Cross-site scripting (XSS) remained the most common vulnerability, & thus the one creating the largest rewards for ethical hackers in 2020, for a 2nd year running, observes a list of top 10 vulnerabilities out on Thurs., & produced by Hacker One.
The most-rewarded flaw is XSS, which is among those that are ’relatively cheap’ for organisations to identify most easily.
This vulnerability, which lets attackers ‘inject’ client-side scripts into web pages viewed by other users, earned hackers $4.2 million in total bug-bounty awards in 2019, a 26% increase from 2019 payments for finding XSS flaws, explains the report.
After XSS on the ethical hacking company’s list of “Top 10 Most Impactful & Rewarded Vulnerability Types of 2020” are: Improper access control, information disclosure, server-side request forgery (SSRF), insecure direct object reference (IDOR), privilege escalation, SQL injection, improper authentication, code injection & cross-site request forgery (CSRF).
In totality, organisations paid ethical hackers $23.5 million in bug bounties for all of these flaws during 2020, according to Hacker One, which maintains a database of 200,000 vulnerabilities found by hackers.
Attackers use XSS vulnerabilities to gain control of an online user’s account & steal personal information e.g. passwords, bank account numbers, credit card info, personally identifiable information (PII), Social Security numbers etc.
While they account for 18% of all reported vulnerabilities, ethical hackers are actually ‘underpaid’ for finding them, according to Hacker One.
A bug-bounty award for an XSS flaw is about $501, well below the $3,650 average award for a critical flaw, allowing organizations to mitigate the common bug on the cheap, researchers noted.
Researchers discovered that the more common a vulnerability is, the less ethical hackers are paid, & thus the less that organisations pay out to locate & mitigate it, observed Hacker One Senior Director of Product Management, Miju Han.
“Finding the most common vulnerability types is inexpensive,” he commented by press statement, saying that only t3 of the top 10 vulnerabilities on the list — improper access control, server-side request forgery (SSRF) & information disclosure — saw their average bounty awards rise more than 10% over the course of 2020.
This shows that using ethical hackers to root out bugs potentially can be a more ‘cost-effective value proposition’ for organisations than using “traditional security tools & methods, which become more expensive & cumbersome as goal change & attack surface expands,” Han suggested.
Of the vulnerabilities that arose during 2020, improper access control rose from 9th place to 2nd, & information disclosure, which held steady in 3rd place for commonality, became more valuable on the bug-bounty market, researchers noted.
Awards for improper access control increased 134% year on year to a little over $4 million, while bug bounties for information disclosure rose 63% year over year.
Because access-control design decisions have to be made by people, not technology, the potential for errors is high, researchers commented.

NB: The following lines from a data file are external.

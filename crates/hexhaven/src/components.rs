//! # Components — The Closed Capability Set
//!
//! Game objects are composed from a fixed set of capabilities. Unlike a
//! type-erased ECS, the set is closed by design: [`Component`] is a tagged
//! variant over exactly nine capability types, and [`ComponentKind`] is the
//! discriminator used to key per-entity component slots and tag queries.
//!
//! An entity holds at most one component per kind; adding a second replaces
//! the first. See [`World`](crate::ecs::World) for the storage.

use std::collections::HashMap;

use serde::{Deserialize, Serialize};

use crate::hex::Hex;
use crate::map::{PlayerId, Ware};

/// Where an entity stands on the map.
#[derive(Debug, Clone, Copy, PartialEq, Eq, Serialize, Deserialize)]
pub struct Position {
    pub hex: Hex,
}

/// Which sprite the renderer should draw for this entity. The core never
/// interprets the id.
#[derive(Debug, Clone, PartialEq, Eq, Serialize, Deserialize)]
pub struct Sprite {
    pub id: String,
}

/// Path-following state. The movement system walks `path` one waypoint per
/// tick; positions snap to waypoints, there is no sub-tick interpolation.
#[derive(Debug, Clone, PartialEq, Eq, Default, Serialize, Deserialize)]
pub struct Movement {
    pub path: Option<Vec<Hex>>,
    /// Index of the next waypoint in `path`.
    pub next: usize,
    pub is_moving: bool,
}

impl Movement {
    /// Start following a path. An empty path leaves the entity idle.
    pub fn follow(&mut self, path: Vec<Hex>) {
        self.is_moving = !path.is_empty();
        self.next = 0;
        self.path = if path.is_empty() { None } else { Some(path) };
    }
}

#[derive(Debug, Clone, Copy, PartialEq, Serialize, Deserialize)]
pub struct Health {
    pub current: f32,
    pub max: f32,
}

impl Health {
    pub fn full(max: f32) -> Self {
        Self { current: max, max }
    }
}

/// Wares held by an entity, keyed by ware kind.
#[derive(Debug, Clone, PartialEq, Eq, Default, Serialize, Deserialize)]
pub struct Inventory {
    pub wares: HashMap<Ware, u32>,
}

impl Inventory {
    pub fn count(&self, ware: Ware) -> u32 {
        self.wares.get(&ware).copied().unwrap_or(0)
    }

    pub fn add(&mut self, ware: Ware, amount: u32) {
        *self.wares.entry(ware).or_insert(0) += amount;
    }
}

/// Marks an entity as a worker unit.
#[derive(Debug, Clone, Copy, PartialEq, Eq, Default, Serialize, Deserialize)]
pub struct Worker {
    pub carrying: Option<Ware>,
}

#[derive(Debug, Clone, Copy, PartialEq, Eq, Serialize, Deserialize)]
pub enum BuildingKind {
    Headquarters,
    Woodcutter,
    Quarry,
    Farm,
}

/// A building footprint. `construction` runs from 0.0 (site) to 1.0
/// (fully constructed); production only happens once construction is done.
#[derive(Debug, Clone, Copy, PartialEq, Serialize, Deserialize)]
pub struct Building {
    pub kind: BuildingKind,
    pub construction: f32,
}

impl Building {
    pub fn constructed(kind: BuildingKind) -> Self {
        Self {
            kind,
            construction: 1.0,
        }
    }

    pub fn site(kind: BuildingKind) -> Self {
        Self {
            kind,
            construction: 0.0,
        }
    }

    pub fn is_constructed(&self) -> bool {
        self.construction >= 1.0
    }
}

/// Production state. `ware` is what the building is currently producing
/// (`None` = idle); `progress` accrues toward 1.0, at which point one ware
/// is emitted and progress resets.
#[derive(Debug, Clone, Copy, PartialEq, Serialize, Deserialize)]
pub struct Production {
    pub ware: Option<Ware>,
    pub progress: f32,
}

impl Production {
    pub fn of(ware: Ware) -> Self {
        Self {
            ware: Some(ware),
            progress: 0.0,
        }
    }
}

#[derive(Debug, Clone, Copy, PartialEq, Eq, Serialize, Deserialize)]
pub struct Owner {
    pub player: PlayerId,
}

/// Generates the closed component enum, its kind discriminator, and typed
/// accessors in one place so the three can never drift apart.
macro_rules! components {
    ($($variant:ident($ty:ty) => $as:ident, $as_mut:ident;)+) => {
        /// A component instance attached to an entity.
        #[derive(Debug, Clone, PartialEq, Serialize, Deserialize)]
        pub enum Component {
            $($variant($ty),)+
        }

        /// The capability tag discriminating [`Component`] variants.
        #[derive(Debug, Clone, Copy, PartialEq, Eq, Hash, Serialize, Deserialize)]
        pub enum ComponentKind {
            $($variant,)+
        }

        impl Component {
            /// The capability tag of this component.
            pub fn kind(&self) -> ComponentKind {
                match self {
                    $(Component::$variant(_) => ComponentKind::$variant,)+
                }
            }

            $(
                pub fn $as(&self) -> Option<&$ty> {
                    match self {
                        Component::$variant(c) => Some(c),
                        _ => None,
                    }
                }

                pub fn $as_mut(&mut self) -> Option<&mut $ty> {
                    match self {
                        Component::$variant(c) => Some(c),
                        _ => None,
                    }
                }
            )+
        }

        $(
            impl From<$ty> for Component {
                fn from(c: $ty) -> Self {
                    Component::$variant(c)
                }
            }
        )+

        impl ComponentKind {
            /// Number of capability kinds; sizes the per-entity slot array.
            pub const COUNT: usize = [$(stringify!($variant)),+].len();

            /// Every kind, in slot order.
            pub const ALL: [ComponentKind; Self::COUNT] = [
                $(ComponentKind::$variant,)+
            ];
        }
    };
}

components! {
    Position(Position) => as_position, as_position_mut;
    Sprite(Sprite) => as_sprite, as_sprite_mut;
    Movement(Movement) => as_movement, as_movement_mut;
    Health(Health) => as_health, as_health_mut;
    Inventory(Inventory) => as_inventory, as_inventory_mut;
    Worker(Worker) => as_worker, as_worker_mut;
    Building(Building) => as_building, as_building_mut;
    Production(Production) => as_production, as_production_mut;
    Owner(Owner) => as_owner, as_owner_mut;
}

impl ComponentKind {
    /// Slot index of this kind.
    pub fn index(self) -> usize {
        self as usize
    }
}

These flaws also are nearly impossible to detect using automated tools, which makes an ethical hacker’s ability to identify them more valuable, they stated.
Even large tech companies who were historically resistant to being transparent about their product’s security protocols have warmed to the idea of awarding ethical hackers for their work. Both Apple & Byte Dance’s TikTok launched public, award-based bug-bounty programs in the last year.
Han noted that the ‘boost in interest’ in ethical hacking in 2020 also has come about due to the increased digitalisation of organisations’ products & services, caused by the pandemic & its stay-at-home requirements.
“Businesses scrambled to find new revenue streams, creating digital offerings for customers whose lifestyles had dramatically changed,” he outlined in the statement. “10s of millions of workers started working remotely ‘whether or not’ they were ready.”
This “accelerated pace of digital transformation” gave security leaders a new perspective on using ethical hacking to augment existing security resources, making them more willing to support a ‘pay-for-results-based’ approach, Han concluded.